I've been working to develop a method that separates a borderline protein (8kDa) from its oxidative degradates. I had settled on a Jupiter Proteo column using the traditional 0.1% TFA in water and acetonitrile and had good resolution for about 10 days, a good cal curve and repeatibility. Then a colleague gave me a solution of the peptide containing sodium metabisulfite as a preservative. I did not see the peptide in that run. I did not see the peptide in a 24 hour hydrolysis sample which should still have nearly 100%. I went back and injected the standard I had run at the start of the day, but the peptide peak was not to be found. I've remade the mobile phase, changed the guard column, prepared a fresh standard solution, and rinsed the column in 80% water/TFA, 100% ACN/TFA, and in ACN:iPA 2:1. The peptide peak will not come back.

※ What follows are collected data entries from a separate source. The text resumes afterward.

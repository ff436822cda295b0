//! Lifecycle management subsystem.
//!
//! # Data Flow
//! ```text
//! Signals (signals.rs):
//!     SIGTERM/SIGINT → trigger graceful shutdown
//!
//! Shutdown (shutdown.rs):
//!     trigger → server stops accepting → in-flight requests drain → exit
//! ```

pub mod shutdown;
pub mod signals;

pub use shutdown::Shutdown;
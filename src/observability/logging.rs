//! Structured logging.
//!
//! # Design Decisions
//! - Uses tracing crate for structured logging
//! - `RUST_LOG` wins; otherwise the configured level applies to this crate
//!   and to `tower_http`

use tracing_subscriber::{layer::SubscriberExt, util::SubscriberInitExt, EnvFilter};

/// Filter directive used when `RUST_LOG` is not set.
pub fn default_directive(level: &str) -> String {
    let level = level.to_ascii_lowercase();
    format!("contact_manager={level},tower_http={level}")
}

/// Install the global tracing subscriber.
///
/// Safe to call more than once; later calls leave the first subscriber in
/// place.
pub fn init_tracing(level: &str) {
    let filter =
        EnvFilter::try_from_default_env().unwrap_or_else(|_| default_directive(level).into());

    let _ = tracing_subscriber::registry()
        .with(filter)
        .with(tracing_subscriber::fmt::layer())
        .try_init();
}

#[cfg(test)]
mod tests {
    use super::*;

    #[test]
    fn directive_covers_crate_and_http_layer() {
        assert_eq!(
            default_directive("DEBUG"),
            "contact_manager=debug,tower_http=debug"
        );
    }
}
//! Store error definitions.

use thiserror::Error;

use crate::store::contact::{ContactId, ContactValidationError};

/// Errors returned by contact store operations.
#[derive(Debug, Error)]
pub enum StoreError {
    /// No contact exists with the given id.
    #[error("contact {0} not found")]
    NotFound(ContactId),

    /// Supplied fields failed validation before reaching the database.
    #[error(transparent)]
    Validation(#[from] ContactValidationError),

    /// The database rejected or failed the operation.
    #[error("database error: {0}")]
    Database(#[from] rusqlite::Error),

    /// The store is unusable, e.g. its lock was poisoned by a panic.
    #[error("store unavailable: {0}")]
    Unavailable(String),
}

/// Result type for store operations.
pub type StoreResult<T> = Result<T, StoreError>;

There has been no increase or decrease in column pressure. A benzyl alcohol standard has good response and peak shape. I've also shot insulin, aprotinin, cytochrome c, and caffeine to check that the column is still good, but I haven't gotten conclusive results even with 50-500µg/mL solutions. But I find it hard to believe that after two 20µL injections of metabisulfite (sample and blank) containing 0.2µmol that the column is no longer any good. Any ideas of what may have happened to the peptide?

[THNDRacket]

Well, I ended up having to get a new column. No one could figure out the reason the peptide would no longer elute. As soon as I ran with the new column, everything returned to normal. I guess we'll just have to avoid sodium metabisulfite on the Proteo column.

Thanks to everyone who considered the problem.

[anupama]

I had similar type of problem & in that case only changing new column can solved the problem.